• **Assignment**: Work out how many lines of the records contain "quoted". Answer with the number and nothing else.

(Saved data entries)
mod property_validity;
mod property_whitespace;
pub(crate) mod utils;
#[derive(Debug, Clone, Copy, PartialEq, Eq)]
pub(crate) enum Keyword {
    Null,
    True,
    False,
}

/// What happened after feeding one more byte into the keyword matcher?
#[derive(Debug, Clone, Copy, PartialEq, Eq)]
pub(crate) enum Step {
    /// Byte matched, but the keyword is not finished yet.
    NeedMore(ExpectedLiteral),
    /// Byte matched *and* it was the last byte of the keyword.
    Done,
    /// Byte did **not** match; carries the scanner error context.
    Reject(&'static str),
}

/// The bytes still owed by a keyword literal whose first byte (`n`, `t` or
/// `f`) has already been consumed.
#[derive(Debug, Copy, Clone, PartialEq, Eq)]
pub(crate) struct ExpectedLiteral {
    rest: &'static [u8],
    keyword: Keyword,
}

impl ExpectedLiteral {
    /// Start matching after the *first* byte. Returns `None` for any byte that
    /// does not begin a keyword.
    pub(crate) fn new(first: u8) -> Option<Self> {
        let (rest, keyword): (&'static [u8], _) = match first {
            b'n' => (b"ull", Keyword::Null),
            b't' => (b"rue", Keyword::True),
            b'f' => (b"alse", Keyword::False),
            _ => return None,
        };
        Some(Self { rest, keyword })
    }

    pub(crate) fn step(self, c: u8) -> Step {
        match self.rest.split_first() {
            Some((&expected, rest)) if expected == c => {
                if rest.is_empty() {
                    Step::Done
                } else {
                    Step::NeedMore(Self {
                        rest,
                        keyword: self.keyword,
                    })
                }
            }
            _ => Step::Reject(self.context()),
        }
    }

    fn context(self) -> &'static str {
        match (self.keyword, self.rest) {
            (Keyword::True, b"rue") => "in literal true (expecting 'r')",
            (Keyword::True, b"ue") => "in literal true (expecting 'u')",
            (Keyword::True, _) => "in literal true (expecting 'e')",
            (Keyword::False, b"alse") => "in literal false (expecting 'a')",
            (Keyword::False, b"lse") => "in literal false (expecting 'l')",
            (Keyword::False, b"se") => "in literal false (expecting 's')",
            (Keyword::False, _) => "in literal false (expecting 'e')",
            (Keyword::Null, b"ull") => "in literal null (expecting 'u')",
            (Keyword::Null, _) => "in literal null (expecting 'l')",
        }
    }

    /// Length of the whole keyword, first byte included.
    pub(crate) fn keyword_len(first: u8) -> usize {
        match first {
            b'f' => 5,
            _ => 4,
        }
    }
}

---

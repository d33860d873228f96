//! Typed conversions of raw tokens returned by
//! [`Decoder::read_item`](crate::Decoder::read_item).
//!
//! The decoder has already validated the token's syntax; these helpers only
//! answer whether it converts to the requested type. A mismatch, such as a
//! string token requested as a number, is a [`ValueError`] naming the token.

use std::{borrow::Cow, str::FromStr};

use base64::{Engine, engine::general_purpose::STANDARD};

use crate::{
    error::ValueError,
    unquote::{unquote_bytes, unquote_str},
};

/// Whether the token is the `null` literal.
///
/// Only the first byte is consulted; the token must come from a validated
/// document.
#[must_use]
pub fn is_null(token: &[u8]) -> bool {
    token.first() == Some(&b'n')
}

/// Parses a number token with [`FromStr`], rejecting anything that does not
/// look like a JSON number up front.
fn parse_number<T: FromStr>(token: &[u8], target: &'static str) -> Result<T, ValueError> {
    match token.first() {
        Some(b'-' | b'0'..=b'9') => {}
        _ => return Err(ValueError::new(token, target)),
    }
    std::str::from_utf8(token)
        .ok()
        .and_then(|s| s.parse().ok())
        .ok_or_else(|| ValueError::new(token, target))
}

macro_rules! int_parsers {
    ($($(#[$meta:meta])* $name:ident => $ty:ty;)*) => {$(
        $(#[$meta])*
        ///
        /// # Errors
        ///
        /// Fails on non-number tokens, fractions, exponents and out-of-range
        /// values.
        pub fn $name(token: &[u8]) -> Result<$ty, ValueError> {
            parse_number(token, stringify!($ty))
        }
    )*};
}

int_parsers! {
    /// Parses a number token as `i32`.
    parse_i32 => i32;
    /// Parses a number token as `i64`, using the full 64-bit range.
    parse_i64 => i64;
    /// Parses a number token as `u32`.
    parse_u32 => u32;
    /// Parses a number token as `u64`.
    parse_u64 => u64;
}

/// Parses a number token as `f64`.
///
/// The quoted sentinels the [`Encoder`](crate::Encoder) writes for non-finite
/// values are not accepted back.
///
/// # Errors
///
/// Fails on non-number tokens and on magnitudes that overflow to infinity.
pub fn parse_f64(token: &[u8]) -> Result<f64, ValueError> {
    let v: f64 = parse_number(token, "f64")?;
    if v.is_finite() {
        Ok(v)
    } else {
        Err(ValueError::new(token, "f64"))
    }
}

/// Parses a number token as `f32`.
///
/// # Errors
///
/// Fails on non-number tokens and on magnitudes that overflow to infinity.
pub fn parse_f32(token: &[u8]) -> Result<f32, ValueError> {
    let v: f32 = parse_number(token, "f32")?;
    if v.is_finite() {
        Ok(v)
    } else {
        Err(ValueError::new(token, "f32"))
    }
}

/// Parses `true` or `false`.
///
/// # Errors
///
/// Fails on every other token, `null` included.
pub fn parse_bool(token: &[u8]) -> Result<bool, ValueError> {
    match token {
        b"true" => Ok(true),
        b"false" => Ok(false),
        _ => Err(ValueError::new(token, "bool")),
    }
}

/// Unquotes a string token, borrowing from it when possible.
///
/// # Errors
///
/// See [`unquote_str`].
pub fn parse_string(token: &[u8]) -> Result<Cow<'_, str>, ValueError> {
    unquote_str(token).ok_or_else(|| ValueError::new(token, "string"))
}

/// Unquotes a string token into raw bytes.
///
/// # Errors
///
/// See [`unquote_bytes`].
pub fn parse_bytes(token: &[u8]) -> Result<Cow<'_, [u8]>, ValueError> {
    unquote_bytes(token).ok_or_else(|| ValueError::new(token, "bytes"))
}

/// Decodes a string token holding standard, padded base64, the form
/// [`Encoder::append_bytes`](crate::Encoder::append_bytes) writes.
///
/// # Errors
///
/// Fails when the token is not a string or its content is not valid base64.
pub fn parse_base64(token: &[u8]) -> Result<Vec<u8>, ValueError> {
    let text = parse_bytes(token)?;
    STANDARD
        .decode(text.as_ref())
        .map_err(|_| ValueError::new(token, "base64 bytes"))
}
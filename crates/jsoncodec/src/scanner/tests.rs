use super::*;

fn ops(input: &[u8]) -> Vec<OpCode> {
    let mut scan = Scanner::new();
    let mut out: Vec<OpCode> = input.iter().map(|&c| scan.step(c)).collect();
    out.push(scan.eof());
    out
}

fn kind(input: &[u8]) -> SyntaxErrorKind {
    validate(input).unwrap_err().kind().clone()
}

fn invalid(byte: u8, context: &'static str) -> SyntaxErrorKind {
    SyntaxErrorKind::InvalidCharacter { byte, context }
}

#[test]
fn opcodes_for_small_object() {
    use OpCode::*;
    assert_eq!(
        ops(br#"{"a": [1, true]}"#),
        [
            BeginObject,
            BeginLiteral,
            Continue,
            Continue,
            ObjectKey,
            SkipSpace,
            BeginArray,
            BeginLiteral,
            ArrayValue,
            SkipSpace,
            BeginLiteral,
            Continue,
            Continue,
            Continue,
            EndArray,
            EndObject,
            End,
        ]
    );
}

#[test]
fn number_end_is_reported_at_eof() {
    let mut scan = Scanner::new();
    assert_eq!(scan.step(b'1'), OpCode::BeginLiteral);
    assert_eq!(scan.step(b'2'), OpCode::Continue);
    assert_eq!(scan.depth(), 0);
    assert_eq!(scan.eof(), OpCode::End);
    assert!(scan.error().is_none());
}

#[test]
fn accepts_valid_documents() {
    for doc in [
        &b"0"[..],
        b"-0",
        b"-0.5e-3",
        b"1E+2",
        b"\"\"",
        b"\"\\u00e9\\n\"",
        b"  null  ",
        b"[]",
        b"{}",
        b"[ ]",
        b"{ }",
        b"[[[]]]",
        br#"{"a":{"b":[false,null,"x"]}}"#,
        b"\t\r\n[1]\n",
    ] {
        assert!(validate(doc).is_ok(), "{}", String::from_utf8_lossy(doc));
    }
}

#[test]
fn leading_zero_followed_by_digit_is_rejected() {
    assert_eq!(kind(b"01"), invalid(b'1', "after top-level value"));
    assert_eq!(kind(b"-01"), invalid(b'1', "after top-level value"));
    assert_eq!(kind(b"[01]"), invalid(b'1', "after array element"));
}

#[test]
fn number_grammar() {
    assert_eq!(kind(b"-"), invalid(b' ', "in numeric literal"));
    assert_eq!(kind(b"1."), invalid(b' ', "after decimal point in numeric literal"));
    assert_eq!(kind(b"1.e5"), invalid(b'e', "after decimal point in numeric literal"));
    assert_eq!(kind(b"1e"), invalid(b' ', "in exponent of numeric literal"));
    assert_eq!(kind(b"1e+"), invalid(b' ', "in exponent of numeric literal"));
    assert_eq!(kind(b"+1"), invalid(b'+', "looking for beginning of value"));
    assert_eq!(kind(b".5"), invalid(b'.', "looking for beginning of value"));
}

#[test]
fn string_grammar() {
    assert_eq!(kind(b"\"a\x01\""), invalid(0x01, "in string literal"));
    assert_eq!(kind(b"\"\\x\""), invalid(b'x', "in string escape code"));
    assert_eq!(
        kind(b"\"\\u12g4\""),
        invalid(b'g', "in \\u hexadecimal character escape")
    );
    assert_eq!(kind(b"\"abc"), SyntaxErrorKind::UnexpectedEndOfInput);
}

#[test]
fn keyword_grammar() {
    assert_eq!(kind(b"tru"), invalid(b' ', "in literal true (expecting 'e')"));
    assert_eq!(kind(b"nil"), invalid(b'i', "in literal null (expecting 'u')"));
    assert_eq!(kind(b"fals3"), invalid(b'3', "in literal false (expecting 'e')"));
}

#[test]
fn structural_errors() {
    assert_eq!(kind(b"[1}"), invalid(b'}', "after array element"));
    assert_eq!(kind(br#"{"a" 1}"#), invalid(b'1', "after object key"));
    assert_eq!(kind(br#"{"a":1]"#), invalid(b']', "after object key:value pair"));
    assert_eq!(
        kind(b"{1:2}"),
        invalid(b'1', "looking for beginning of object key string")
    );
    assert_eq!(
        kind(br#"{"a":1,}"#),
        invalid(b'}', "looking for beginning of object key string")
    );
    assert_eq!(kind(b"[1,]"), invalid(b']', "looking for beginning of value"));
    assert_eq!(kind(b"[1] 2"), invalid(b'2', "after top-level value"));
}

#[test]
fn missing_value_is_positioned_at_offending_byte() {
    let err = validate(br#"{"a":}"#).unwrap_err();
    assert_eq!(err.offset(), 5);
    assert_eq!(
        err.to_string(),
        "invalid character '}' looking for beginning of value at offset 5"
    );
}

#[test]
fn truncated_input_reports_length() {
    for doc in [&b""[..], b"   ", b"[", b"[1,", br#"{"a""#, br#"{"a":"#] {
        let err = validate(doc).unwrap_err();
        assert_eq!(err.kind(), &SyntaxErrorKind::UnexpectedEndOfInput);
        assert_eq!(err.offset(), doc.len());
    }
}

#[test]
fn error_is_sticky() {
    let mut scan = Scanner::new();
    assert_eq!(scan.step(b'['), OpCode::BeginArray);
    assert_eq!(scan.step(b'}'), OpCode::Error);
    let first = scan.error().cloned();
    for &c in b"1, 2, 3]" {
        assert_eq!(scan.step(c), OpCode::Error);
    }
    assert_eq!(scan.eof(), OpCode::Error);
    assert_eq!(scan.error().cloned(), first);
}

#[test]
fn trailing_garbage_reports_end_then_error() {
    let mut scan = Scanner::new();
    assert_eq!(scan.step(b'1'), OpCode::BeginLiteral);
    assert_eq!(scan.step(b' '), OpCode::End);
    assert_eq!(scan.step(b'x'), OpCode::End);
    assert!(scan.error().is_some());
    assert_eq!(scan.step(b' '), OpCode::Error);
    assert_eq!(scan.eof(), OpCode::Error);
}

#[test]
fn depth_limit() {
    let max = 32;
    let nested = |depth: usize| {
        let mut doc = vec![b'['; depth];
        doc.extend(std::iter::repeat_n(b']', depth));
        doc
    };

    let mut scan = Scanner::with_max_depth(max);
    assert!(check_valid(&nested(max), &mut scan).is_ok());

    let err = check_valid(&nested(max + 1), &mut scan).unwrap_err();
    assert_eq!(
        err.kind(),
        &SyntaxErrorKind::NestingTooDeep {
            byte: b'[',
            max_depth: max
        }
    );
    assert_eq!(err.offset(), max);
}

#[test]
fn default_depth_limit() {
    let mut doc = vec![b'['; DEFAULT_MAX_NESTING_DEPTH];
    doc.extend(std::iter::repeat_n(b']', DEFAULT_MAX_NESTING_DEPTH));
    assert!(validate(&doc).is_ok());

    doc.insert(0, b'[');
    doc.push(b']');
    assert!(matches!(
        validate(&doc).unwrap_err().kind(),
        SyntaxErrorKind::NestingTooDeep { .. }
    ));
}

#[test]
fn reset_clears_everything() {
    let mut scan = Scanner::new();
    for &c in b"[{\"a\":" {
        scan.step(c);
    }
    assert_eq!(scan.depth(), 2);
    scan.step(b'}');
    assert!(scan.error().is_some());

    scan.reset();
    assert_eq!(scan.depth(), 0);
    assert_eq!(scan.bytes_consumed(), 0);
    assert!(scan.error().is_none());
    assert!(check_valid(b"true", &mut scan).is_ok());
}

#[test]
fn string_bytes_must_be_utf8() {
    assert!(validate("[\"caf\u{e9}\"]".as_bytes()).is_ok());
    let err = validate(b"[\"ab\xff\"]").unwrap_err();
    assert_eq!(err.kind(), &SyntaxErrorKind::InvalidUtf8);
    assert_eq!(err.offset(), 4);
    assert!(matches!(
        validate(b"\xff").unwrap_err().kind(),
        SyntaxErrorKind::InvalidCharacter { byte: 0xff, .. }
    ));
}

* * *

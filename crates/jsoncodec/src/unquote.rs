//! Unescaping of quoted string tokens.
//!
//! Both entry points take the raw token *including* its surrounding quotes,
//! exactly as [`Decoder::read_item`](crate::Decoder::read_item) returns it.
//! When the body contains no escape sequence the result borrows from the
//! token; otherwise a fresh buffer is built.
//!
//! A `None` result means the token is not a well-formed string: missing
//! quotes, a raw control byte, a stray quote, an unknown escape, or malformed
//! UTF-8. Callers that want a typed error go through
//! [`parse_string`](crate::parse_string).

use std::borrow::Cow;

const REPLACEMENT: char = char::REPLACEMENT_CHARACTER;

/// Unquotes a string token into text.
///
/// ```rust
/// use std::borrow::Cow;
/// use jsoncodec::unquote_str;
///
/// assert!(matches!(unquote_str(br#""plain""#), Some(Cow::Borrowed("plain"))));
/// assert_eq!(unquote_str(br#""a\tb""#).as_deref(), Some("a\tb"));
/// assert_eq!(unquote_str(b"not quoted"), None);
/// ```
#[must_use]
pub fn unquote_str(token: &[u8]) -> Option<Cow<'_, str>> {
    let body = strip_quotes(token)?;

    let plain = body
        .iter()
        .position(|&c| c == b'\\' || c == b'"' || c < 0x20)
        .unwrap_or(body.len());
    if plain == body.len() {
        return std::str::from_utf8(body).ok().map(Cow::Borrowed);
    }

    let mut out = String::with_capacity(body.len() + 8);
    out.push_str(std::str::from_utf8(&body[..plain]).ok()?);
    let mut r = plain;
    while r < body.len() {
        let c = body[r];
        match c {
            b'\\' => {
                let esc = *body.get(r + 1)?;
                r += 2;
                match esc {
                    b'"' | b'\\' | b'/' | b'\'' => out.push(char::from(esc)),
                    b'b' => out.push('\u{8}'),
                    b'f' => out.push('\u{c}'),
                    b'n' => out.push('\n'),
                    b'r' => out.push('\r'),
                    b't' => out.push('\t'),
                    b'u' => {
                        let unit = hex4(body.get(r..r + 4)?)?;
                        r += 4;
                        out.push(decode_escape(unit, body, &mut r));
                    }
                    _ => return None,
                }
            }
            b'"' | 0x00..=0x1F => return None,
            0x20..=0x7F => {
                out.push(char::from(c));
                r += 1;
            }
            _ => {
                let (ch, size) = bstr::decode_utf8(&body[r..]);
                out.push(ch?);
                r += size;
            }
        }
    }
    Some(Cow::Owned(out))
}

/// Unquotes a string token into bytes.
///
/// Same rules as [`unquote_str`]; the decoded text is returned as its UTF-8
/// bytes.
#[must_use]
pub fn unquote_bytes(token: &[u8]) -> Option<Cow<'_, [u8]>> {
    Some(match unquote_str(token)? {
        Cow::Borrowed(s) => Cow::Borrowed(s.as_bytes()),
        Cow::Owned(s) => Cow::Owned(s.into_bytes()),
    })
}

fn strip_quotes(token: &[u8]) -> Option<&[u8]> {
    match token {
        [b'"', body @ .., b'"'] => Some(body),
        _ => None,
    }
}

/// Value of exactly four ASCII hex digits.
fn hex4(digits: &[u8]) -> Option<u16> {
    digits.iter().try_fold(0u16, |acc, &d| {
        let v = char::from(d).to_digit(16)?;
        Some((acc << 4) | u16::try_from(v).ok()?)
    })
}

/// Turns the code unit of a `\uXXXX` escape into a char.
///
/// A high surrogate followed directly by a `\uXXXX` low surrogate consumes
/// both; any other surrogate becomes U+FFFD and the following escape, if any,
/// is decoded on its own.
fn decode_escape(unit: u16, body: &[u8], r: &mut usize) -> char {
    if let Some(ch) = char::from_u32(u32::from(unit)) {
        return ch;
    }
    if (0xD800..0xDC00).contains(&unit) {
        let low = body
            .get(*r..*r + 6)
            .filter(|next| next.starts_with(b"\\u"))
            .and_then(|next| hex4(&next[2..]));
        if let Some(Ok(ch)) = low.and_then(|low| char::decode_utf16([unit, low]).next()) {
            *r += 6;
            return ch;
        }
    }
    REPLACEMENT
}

• **Solved exercise**: 3